ACTIVITY |
Looking at the listing, state how many of its lines contain the string "center". Write only the number.

THE RECORDS |

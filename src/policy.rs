//! Pointer-down policy: which gesture a press starts, given the tool and context.
//!
//! The rules are evaluated top to bottom; the first match wins.
//!
//! | # | Condition | Intent |
//! |---|-----------|--------|
//! | 1 | middle button | [`PressIntent::Pan`] |
//! | 2 | secondary button | [`PressIntent::Ignore`] |
//! | 3 | spacebar held | [`PressIntent::Pan`] |
//! | 4 | pointer not over the image (unmapped) | [`PressIntent::Ignore`] |
//! | 5 | select tool, over a shape | [`PressIntent::Grab`] (shift toggles, else replace/keep) |
//! | 6 | select tool, empty, zoomed in | [`PressIntent::Pan`] |
//! | 7 | select tool, empty | [`PressIntent::Marquee`] |
//! | 8 | shape tool, over a shape | [`PressIntent::Grab`] with [`SelectionChange::Replace`] |
//! | 9 | shape tool, empty | [`PressIntent::Draw`] |
//! | 10 | pin tool | [`PressIntent::PinClick`] |

#[cfg(test)]
#[path = "policy_test.rs"]
mod policy_test;

use crate::doc::{ShapeId, ShapeKind};
use crate::input::{Button, Tool};

/// What the pointer landed on.
#[derive(Debug, Clone, Copy, PartialEq, Eq)]
pub enum PressTarget {
    /// The pointer could not be mapped to image space (no image measured yet).
    Unmapped,
    /// Image area with no shape under the pointer.
    Empty,
    /// A shape, and whether it is already selected.
    Shape { id: ShapeId, selected: bool },
}

/// Everything the policy looks at for one press.
#[derive(Debug, Clone, Copy)]
pub struct PressContext {
    pub tool: Tool,
    pub button: Button,
    pub shift: bool,
    pub space_held: bool,
    /// View scale is above 1.
    pub zoomed_in: bool,
    pub target: PressTarget,
}

/// How a grab changes the shape selection.
#[derive(Debug, Clone, Copy, PartialEq, Eq)]
pub enum SelectionChange {
    /// Select only the grabbed shape.
    Replace,
    /// Add the grabbed shape (shift on an unselected shape).
    Add,
    /// Remove the grabbed shape (shift on a selected shape).
    Remove,
    /// Leave the selection as is (plain press on a selected shape).
    Keep,
}

impl SelectionChange {
    /// Apply to `current`, returning the new selection.
    #[must_use]
    pub fn apply(self, current: &[ShapeId], id: ShapeId) -> Vec<ShapeId> {
        match self {
            Self::Replace => vec![id],
            Self::Keep => current.to_vec(),
            Self::Add => {
                let mut next = current.to_vec();
                if !next.contains(&id) {
                    next.push(id);
                }
                next
            }
            Self::Remove => current.iter().copied().filter(|s| *s != id).collect(),
        }
    }
}

/// The gesture a press starts.
#[derive(Debug, Clone, Copy, PartialEq, Eq)]
pub enum PressIntent {
    Ignore,
    Pan,
    Marquee,
    Draw(ShapeKind),
    Grab { id: ShapeId, change: SelectionChange },
    /// Pin tool press; a pin is requested on release if the gesture is a click.
    PinClick,
}

/// Resolve a press to an intent. See the module table.
#[must_use]
pub fn resolve_press(ctx: &PressContext) -> PressIntent {
    match ctx.button {
        Button::Middle => return PressIntent::Pan,
        Button::Secondary => return PressIntent::Ignore,
        Button::Primary => {}
    }
    if ctx.space_held {
        return PressIntent::Pan;
    }
    match (ctx.tool, ctx.target) {
        (_, PressTarget::Unmapped) => PressIntent::Ignore,
        (Tool::Select, PressTarget::Shape { id, selected }) => {
            let change = match (selected, ctx.shift) {
                (true, true) => SelectionChange::Remove,
                (true, false) => SelectionChange::Keep,
                (false, true) => SelectionChange::Add,
                (false, false) => SelectionChange::Replace,
            };
            PressIntent::Grab { id, change }
        }
        (Tool::Select, PressTarget::Empty) if ctx.zoomed_in => PressIntent::Pan,
        (Tool::Select, PressTarget::Empty) => PressIntent::Marquee,
        (Tool::Shape(_), PressTarget::Shape { id, .. }) => PressIntent::Grab { id, change: SelectionChange::Replace },
        (Tool::Shape(kind), PressTarget::Empty) => PressIntent::Draw(kind),
        (Tool::Pin(_), _) => PressIntent::PinClick,
    }
}
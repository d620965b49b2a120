//! Pan/zoom view transform and the controller that owns it.
//!
//! `ViewTransform` maps container-local pixels to (container-relative) screen
//! pixels: `screen = local * scale + translate`. Every zoom operation keeps a
//! pivot pixel fixed on screen by solving for the new translation.

#[cfg(test)]
#[path = "camera_test.rs"]
mod camera_test;

use serde::{Deserialize, Serialize};

use crate::consts::{MAX_ZOOM, MIN_ZOOM, ZOOM_STEP_FACTOR};

/// A point in pixel space (screen or container-local).
#[derive(Debug, Clone, Copy, PartialEq, Default, Serialize, Deserialize)]
pub struct Point {
    pub x: f64,
    pub y: f64,
}

impl Point {
    #[must_use]
    pub fn new(x: f64, y: f64) -> Self {
        Self { x, y }
    }
}

/// Affine pan/zoom transform.
///
/// `scale` is a factor (1.0 = fit). `translate_x` / `translate_y` are in pixels.
#[derive(Debug, Clone, Copy, PartialEq, Serialize, Deserialize)]
pub struct ViewTransform {
    pub scale: f64,
    pub translate_x: f64,
    pub translate_y: f64,
}

impl Default for ViewTransform {
    fn default() -> Self {
        Self { scale: 1.0, translate_x: 0.0, translate_y: 0.0 }
    }
}

impl ViewTransform {
    /// Convert a container-local point to screen pixels.
    #[must_use]
    pub fn local_to_screen(&self, local: Point) -> Point {
        Point {
            x: local.x * self.scale + self.translate_x,
            y: local.y * self.scale + self.translate_y,
        }
    }

    /// Convert a screen point (relative to the container origin) back to container-local pixels.
    #[must_use]
    pub fn screen_to_local(&self, screen: Point) -> Point {
        Point {
            x: (screen.x - self.translate_x) / self.scale,
            y: (screen.y - self.translate_y) / self.scale,
        }
    }

    /// Rescale to `new_scale` keeping the content under `pivot` fixed on screen.
    #[must_use]
    pub fn rescaled_about(&self, pivot: Point, new_scale: f64) -> Self {
        let local = self.screen_to_local(pivot);
        Self {
            scale: new_scale,
            translate_x: pivot.x - local.x * new_scale,
            translate_y: pivot.y - local.y * new_scale,
        }
    }

    /// Shift by a screen-pixel delta. Independent of scale.
    #[must_use]
    pub fn panned(&self, dx: f64, dy: f64) -> Self {
        Self {
            scale: self.scale,
            translate_x: self.translate_x + dx,
            translate_y: self.translate_y + dy,
        }
    }
}

/// Direction of a discrete zoom step.
#[derive(Debug, Clone, Copy, PartialEq, Eq)]
pub enum ZoomDirection {
    In,
    Out,
}

/// Owns the current [`ViewTransform`] and applies clamped pan/zoom operations.
#[derive(Debug, Clone, Copy, PartialEq)]
pub struct ViewController {
    transform: ViewTransform,
    min_zoom: f64,
    max_zoom: f64,
    step_factor: f64,
}

impl Default for ViewController {
    fn default() -> Self {
        Self::new(MIN_ZOOM, MAX_ZOOM, ZOOM_STEP_FACTOR)
    }
}

impl ViewController {
    /// Create a controller at the identity transform with the given limits.
    #[must_use]
    pub fn new(min_zoom: f64, max_zoom: f64, step_factor: f64) -> Self {
        Self { transform: ViewTransform::default(), min_zoom, max_zoom, step_factor }
    }

    #[must_use]
    pub fn transform(&self) -> ViewTransform {
        self.transform
    }

    /// Replace the transform wholesale, clamping its scale into range.
    pub fn set(&mut self, transform: ViewTransform) {
        self.transform = ViewTransform { scale: self.clamp(transform.scale), ..transform };
    }

    /// Add `delta_scale` to the scale, keeping the content under `pivot` fixed.
    ///
    /// `pivot` is in container-relative screen pixels (e.g. the wheel cursor).
    pub fn zoom_at_point(&mut self, pivot: Point, delta_scale: f64) {
        let new_scale = self.clamp(self.transform.scale + delta_scale);
        self.transform = self.transform.rescaled_about(pivot, new_scale);
    }

    /// Multiply or divide the scale by the step factor, anchored at the container centre.
    pub fn zoom_step(&mut self, direction: ZoomDirection, container_width: f64, container_height: f64) {
        let center = Point::new(container_width * 0.5, container_height * 0.5);
        let scale = self.transform.scale;
        let new_scale = match direction {
            ZoomDirection::In => self.clamp(scale * self.step_factor),
            ZoomDirection::Out => self.clamp(scale / self.step_factor),
        };
        self.transform = self.transform.rescaled_about(center, new_scale);
    }

    /// Return to scale 1 with no translation.
    pub fn reset_view(&mut self) {
        self.transform = ViewTransform::default();
    }

    /// Pan by a screen-pixel delta (1:1 with pointer movement).
    pub fn pan_by(&mut self, dx: f64, dy: f64) {
        self.transform = self.transform.panned(dx, dy);
    }

    fn clamp(&self, scale: f64) -> f64 {
        scale.clamp(self.min_zoom, self.max_zoom)
    }
}
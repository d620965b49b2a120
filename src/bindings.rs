//! `wasm-bindgen` facade over [`EngineCore`].
//!
//! The host wires DOM events to these methods and applies the returned action
//! arrays. Every handler returns a JS array of tagged action objects
//! (`{ "type": "shapes_changed", "shapes": [...] }`). Ids and enum values cross
//! the boundary as strings.

use serde::Serialize;
use serde::de::DeserializeOwned;
use uuid::Uuid;
use wasm_bindgen::prelude::*;

use crate::camera::{Point, ZoomDirection};
use crate::config::EngineConfig;
use crate::doc::{LayerRef, PinKind};
use crate::engine::{Action, EngineCore};
use crate::geom::PctPoint;
use crate::hit::ResizeHandle;
use crate::input::{Button, Key, Modifiers, Tool, WheelDelta};
use crate::mapper::ContainerRect;

fn js_err(e: impl std::fmt::Display) -> JsValue {
    JsValue::from_str(&e.to_string())
}

fn to_js<T: Serialize + ?Sized>(value: &T) -> Result<JsValue, JsValue> {
    let json = serde_json::to_string(value).map_err(js_err)?;
    js_sys::JSON::parse(&json)
}

fn actions(list: &[Action]) -> Result<JsValue, JsValue> {
    to_js(list)
}

fn parse_id(id: &str) -> Result<Uuid, JsValue> {
    Uuid::parse_str(id).map_err(js_err)
}

/// Parse a lowercase enum name (`"br"`, `"photo"`) via its serde representation.
fn parse_name<T: DeserializeOwned>(name: &str) -> Result<T, JsValue> {
    serde_json::from_value(serde_json::Value::String(name.trim().to_ascii_lowercase())).map_err(js_err)
}

fn parse_layer(kind: &str, id: &str) -> Result<LayerRef, JsValue> {
    let id = parse_id(id)?;
    match kind {
        "shape" => Ok(LayerRef::Shape(id)),
        "pin" => Ok(LayerRef::Pin(id)),
        other => Err(JsValue::from_str(&format!("unknown layer kind: {other}"))),
    }
}

fn modifiers(shift: bool) -> Modifiers {
    Modifiers { shift, ..Default::default() }
}

#[wasm_bindgen]
pub struct MarkupEngine {
    core: EngineCore,
}

impl Default for MarkupEngine {
    fn default() -> Self {
        Self::new()
    }
}

#[wasm_bindgen]
impl MarkupEngine {
    #[wasm_bindgen(constructor)]
    #[must_use]
    pub fn new() -> Self {
        Self { core: EngineCore::new() }
    }

    /// Build an engine from a (possibly partial) JSON config object.
    ///
    /// # Errors
    ///
    /// Rejects malformed JSON and out-of-range tunables.
    #[wasm_bindgen(js_name = withConfig)]
    pub fn with_config(json: &str) -> Result<MarkupEngine, JsValue> {
        let config = EngineConfig::from_json(json).map_err(js_err)?;
        let core = EngineCore::with_config(config).map_err(js_err)?;
        Ok(Self { core })
    }

    /// Replace all shapes and pins from a JSON `{ shapes, pins }` snapshot.
    ///
    /// # Errors
    ///
    /// Rejects JSON that does not describe a snapshot.
    #[wasm_bindgen(js_name = loadSnapshot)]
    pub fn load_snapshot(&mut self, json: &str) -> Result<(), JsValue> {
        self.core.load_snapshot_json(json).map_err(js_err)
    }

    #[wasm_bindgen(js_name = setContainer)]
    pub fn set_container(&mut self, left: f64, top: f64, width: f64, height: f64) {
        self.core.set_container(ContainerRect::new(left, top, width, height));
    }

    #[wasm_bindgen(js_name = setNaturalImageSize)]
    pub fn set_natural_image_size(&mut self, width: f64, height: f64) {
        self.core.set_natural_image_size(width, height);
    }

    #[wasm_bindgen(js_name = clearImage)]
    pub fn clear_image(&mut self) {
        self.core.clear_image();
    }

    /// # Errors
    ///
    /// Rejects unknown tool names.
    #[wasm_bindgen(js_name = setTool)]
    pub fn set_tool(&mut self, name: &str) -> Result<JsValue, JsValue> {
        let tool: Tool = name.parse().map_err(js_err)?;
        actions(&self.core.set_tool(tool))
    }

    /// # Errors
    ///
    /// Fails only if the actions cannot be converted to JS.
    #[wasm_bindgen(js_name = pointerDown)]
    pub fn pointer_down(&mut self, x: f64, y: f64, button: i16, shift: bool) -> Result<JsValue, JsValue> {
        let Some(button) = Button::from_dom(button) else {
            return actions(&[]);
        };
        actions(&self.core.on_pointer_down(Point::new(x, y), button, modifiers(shift)))
    }

    /// # Errors
    ///
    /// Fails only if the actions cannot be converted to JS.
    #[wasm_bindgen(js_name = pointerMove)]
    pub fn pointer_move(&mut self, x: f64, y: f64, shift: bool) -> Result<JsValue, JsValue> {
        actions(&self.core.on_pointer_move(Point::new(x, y), modifiers(shift)))
    }

    /// # Errors
    ///
    /// Fails only if the actions cannot be converted to JS.
    #[wasm_bindgen(js_name = pointerUp)]
    pub fn pointer_up(&mut self, x: f64, y: f64, button: i16, shift: bool) -> Result<JsValue, JsValue> {
        let button = Button::from_dom(button).unwrap_or(Button::Primary);
        actions(&self.core.on_pointer_up(Point::new(x, y), button, modifiers(shift)))
    }

    /// # Errors
    ///
    /// Fails only if the actions cannot be converted to JS.
    #[wasm_bindgen(js_name = pointerLeave)]
    pub fn pointer_leave(&mut self) -> Result<JsValue, JsValue> {
        actions(&self.core.on_pointer_leave())
    }

    /// # Errors
    ///
    /// Fails only if the actions cannot be converted to JS.
    pub fn wheel(&mut self, x: f64, y: f64, dx: f64, dy: f64) -> Result<JsValue, JsValue> {
        actions(&self.core.on_wheel(Point::new(x, y), WheelDelta { dx, dy }, Modifiers::default()))
    }

    /// # Errors
    ///
    /// Fails only if the actions cannot be converted to JS.
    #[wasm_bindgen(js_name = keyDown)]
    pub fn key_down(&mut self, key: String, shift: bool) -> Result<JsValue, JsValue> {
        actions(&self.core.on_key_down(Key(key), modifiers(shift)))
    }

    /// # Errors
    ///
    /// Fails only if the actions cannot be converted to JS.
    #[wasm_bindgen(js_name = keyUp)]
    pub fn key_up(&mut self, key: String, shift: bool) -> Result<JsValue, JsValue> {
        actions(&self.core.on_key_up(Key(key), modifiers(shift)))
    }

    /// Start a resize from a handle overlay (`"tl"`, `"tr"`, `"bl"`, `"br"`).
    ///
    /// # Errors
    ///
    /// Rejects malformed ids and unknown handle names.
    #[wasm_bindgen(js_name = beginResize)]
    pub fn begin_resize(&mut self, id: &str, handle: &str, x: f64, y: f64) -> Result<JsValue, JsValue> {
        let id = parse_id(id)?;
        let handle: ResizeHandle = parse_name(handle)?;
        actions(&self.core.begin_resize(id, handle, Point::new(x, y)))
    }

    /// # Errors
    ///
    /// Rejects malformed ids.
    #[wasm_bindgen(js_name = pinPointerDown)]
    pub fn pin_pointer_down(&mut self, id: &str, x: f64, y: f64, button: i16) -> Result<JsValue, JsValue> {
        let id = parse_id(id)?;
        let Some(button) = Button::from_dom(button) else {
            return actions(&[]);
        };
        actions(&self.core.on_pin_pointer_down(id, Point::new(x, y), button))
    }

    /// # Errors
    ///
    /// Fails only if the actions cannot be converted to JS.
    #[wasm_bindgen(js_name = zoomIn)]
    pub fn zoom_in(&mut self) -> Result<JsValue, JsValue> {
        actions(&self.core.zoom_step(ZoomDirection::In))
    }

    /// # Errors
    ///
    /// Fails only if the actions cannot be converted to JS.
    #[wasm_bindgen(js_name = zoomOut)]
    pub fn zoom_out(&mut self) -> Result<JsValue, JsValue> {
        actions(&self.core.zoom_step(ZoomDirection::Out))
    }

    /// # Errors
    ///
    /// Fails only if the actions cannot be converted to JS.
    #[wasm_bindgen(js_name = resetView)]
    pub fn reset_view(&mut self) -> Result<JsValue, JsValue> {
        actions(&self.core.reset_view())
    }

    /// Commit a pin once the host has resolved its linked record.
    ///
    /// # Errors
    ///
    /// Rejects unknown pin kinds.
    #[wasm_bindgen(js_name = addPin)]
    pub fn add_pin(&mut self, kind: &str, x: f64, y: f64, linked_id: String) -> Result<JsValue, JsValue> {
        let kind: PinKind = parse_name(kind)?;
        actions(&self.core.add_pin(kind, PctPoint::new(x, y), linked_id))
    }

    /// # Errors
    ///
    /// Fails only if the actions cannot be converted to JS.
    #[wasm_bindgen(js_name = deleteSelection)]
    pub fn delete_selection(&mut self) -> Result<JsValue, JsValue> {
        actions(&self.core.delete_selection())
    }

    /// # Errors
    ///
    /// Rejects malformed ids.
    #[wasm_bindgen(js_name = deletePin)]
    pub fn delete_pin(&mut self, id: &str) -> Result<JsValue, JsValue> {
        let id = parse_id(id)?;
        actions(&self.core.delete_pin(id))
    }

    /// # Errors
    ///
    /// Fails only if the actions cannot be converted to JS.
    #[wasm_bindgen(js_name = clearAll)]
    pub fn clear_all(&mut self) -> Result<JsValue, JsValue> {
        actions(&self.core.clear_all())
    }

    /// Layer-panel visibility toggle. `kind` is `"shape"` or `"pin"`.
    ///
    /// # Errors
    ///
    /// Rejects malformed ids and unknown layer kinds.
    #[wasm_bindgen(js_name = setVisible)]
    pub fn set_visible(&mut self, kind: &str, id: &str, visible: bool) -> Result<JsValue, JsValue> {
        let layer = parse_layer(kind, id)?;
        actions(&self.core.set_visible(layer, visible))
    }

    /// # Errors
    ///
    /// Rejects malformed ids and unknown layer kinds.
    #[wasm_bindgen(js_name = setLocked)]
    pub fn set_locked(&mut self, kind: &str, id: &str, locked: bool) -> Result<JsValue, JsValue> {
        let layer = parse_layer(kind, id)?;
        actions(&self.core.set_locked(layer, locked))
    }

    /// # Errors
    ///
    /// Rejects malformed ids and unknown layer kinds.
    pub fn rename(&mut self, kind: &str, id: &str, name: &str) -> Result<JsValue, JsValue> {
        let layer = parse_layer(kind, id)?;
        actions(&self.core.rename(layer, name))
    }

    /// CSS cursor for the current mode.
    #[must_use]
    pub fn cursor(&self) -> String {
        self.core.cursor().as_css().to_owned()
    }

    /// Current `{ scale, translate_x, translate_y }`.
    ///
    /// # Errors
    ///
    /// Fails only if the value cannot be converted to JS.
    pub fn transform(&self) -> Result<JsValue, JsValue> {
        to_js(&self.core.transform())
    }

    /// Selected shape ids, in selection order.
    ///
    /// # Errors
    ///
    /// Fails only if the value cannot be converted to JS.
    pub fn selection(&self) -> Result<JsValue, JsValue> {
        to_js(self.core.selection())
    }

    /// In-progress draft or marquee rectangle in image percent, or `null`.
    ///
    /// # Errors
    ///
    /// Fails only if the value cannot be converted to JS.
    #[wasm_bindgen(js_name = draftRect)]
    pub fn draft_rect(&self) -> Result<JsValue, JsValue> {
        to_js(&self.core.draft_rect().or(self.core.marquee_rect()))
    }

    /// Container-relative pixel bounds of a shape, or `null`.
    ///
    /// # Errors
    ///
    /// Rejects malformed ids.
    #[wasm_bindgen(js_name = shapeScreenRect)]
    pub fn shape_screen_rect(&self, id: &str) -> Result<JsValue, JsValue> {
        let id = parse_id(id)?;
        to_js(&self.core.shape_screen_rect(&id))
    }

    /// Container-relative pixel position of a pin, or `null`.
    ///
    /// # Errors
    ///
    /// Rejects malformed ids.
    #[wasm_bindgen(js_name = pinScreenPosition)]
    pub fn pin_screen_position(&self, id: &str) -> Result<JsValue, JsValue> {
        let id = parse_id(id)?;
        to_js(&self.core.pin_screen_position(&id))
    }
}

EXERCISE OUTPUT |
2